### [WORK ITEM]
Report each line from the data below that holds the word "entries".

### [GIVEN RECORDS]
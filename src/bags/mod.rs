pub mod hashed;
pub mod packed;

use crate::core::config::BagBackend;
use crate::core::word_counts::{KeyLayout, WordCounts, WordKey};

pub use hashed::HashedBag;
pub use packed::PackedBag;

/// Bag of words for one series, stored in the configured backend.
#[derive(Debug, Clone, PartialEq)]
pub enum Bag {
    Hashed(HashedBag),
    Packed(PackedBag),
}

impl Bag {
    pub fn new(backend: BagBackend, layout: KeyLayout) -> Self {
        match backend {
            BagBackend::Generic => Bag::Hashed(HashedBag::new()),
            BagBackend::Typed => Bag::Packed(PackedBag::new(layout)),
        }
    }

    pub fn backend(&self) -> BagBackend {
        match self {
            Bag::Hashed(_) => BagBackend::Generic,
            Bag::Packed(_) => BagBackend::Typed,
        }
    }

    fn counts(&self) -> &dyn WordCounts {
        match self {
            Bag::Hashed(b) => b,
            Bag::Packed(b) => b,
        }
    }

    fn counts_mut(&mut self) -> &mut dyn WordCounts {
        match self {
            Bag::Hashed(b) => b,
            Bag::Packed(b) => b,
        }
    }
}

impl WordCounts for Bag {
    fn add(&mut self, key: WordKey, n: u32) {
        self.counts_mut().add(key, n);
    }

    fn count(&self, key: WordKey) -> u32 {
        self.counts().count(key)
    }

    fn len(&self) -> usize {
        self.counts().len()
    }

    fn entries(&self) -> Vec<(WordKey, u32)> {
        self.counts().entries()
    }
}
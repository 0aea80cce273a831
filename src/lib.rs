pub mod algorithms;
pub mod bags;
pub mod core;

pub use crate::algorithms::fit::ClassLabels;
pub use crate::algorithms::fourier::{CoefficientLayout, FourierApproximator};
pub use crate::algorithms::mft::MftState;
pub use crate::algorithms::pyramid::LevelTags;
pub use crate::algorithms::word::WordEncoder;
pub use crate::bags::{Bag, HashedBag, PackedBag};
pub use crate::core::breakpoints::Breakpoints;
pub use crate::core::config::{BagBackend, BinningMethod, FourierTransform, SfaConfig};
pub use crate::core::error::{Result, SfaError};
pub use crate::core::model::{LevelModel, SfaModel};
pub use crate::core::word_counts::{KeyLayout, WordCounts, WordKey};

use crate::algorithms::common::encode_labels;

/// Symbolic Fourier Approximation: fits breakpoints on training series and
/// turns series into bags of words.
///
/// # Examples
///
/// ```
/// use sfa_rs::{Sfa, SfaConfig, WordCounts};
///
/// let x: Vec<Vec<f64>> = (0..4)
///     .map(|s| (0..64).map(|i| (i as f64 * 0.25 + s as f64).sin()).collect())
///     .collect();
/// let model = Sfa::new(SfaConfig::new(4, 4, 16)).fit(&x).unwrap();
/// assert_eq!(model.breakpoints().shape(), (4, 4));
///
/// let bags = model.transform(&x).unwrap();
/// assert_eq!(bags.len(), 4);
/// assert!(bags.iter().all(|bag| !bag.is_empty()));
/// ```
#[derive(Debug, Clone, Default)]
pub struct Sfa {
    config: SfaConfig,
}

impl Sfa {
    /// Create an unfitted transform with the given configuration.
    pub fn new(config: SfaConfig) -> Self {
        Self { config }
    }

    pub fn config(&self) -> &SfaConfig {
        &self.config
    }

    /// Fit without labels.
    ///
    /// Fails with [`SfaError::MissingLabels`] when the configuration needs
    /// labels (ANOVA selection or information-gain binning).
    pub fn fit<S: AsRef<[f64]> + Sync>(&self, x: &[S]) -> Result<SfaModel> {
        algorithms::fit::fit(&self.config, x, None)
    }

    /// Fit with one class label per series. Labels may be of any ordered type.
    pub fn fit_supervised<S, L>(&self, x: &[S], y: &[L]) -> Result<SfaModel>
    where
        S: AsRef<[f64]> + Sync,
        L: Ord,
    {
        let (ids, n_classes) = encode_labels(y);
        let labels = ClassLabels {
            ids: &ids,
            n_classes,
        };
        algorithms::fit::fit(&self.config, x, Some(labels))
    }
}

### [COMPLETED EXERCISE]
    fn entries(&self) -> Vec<(WordKey, u32)> {
        self.counts().entries()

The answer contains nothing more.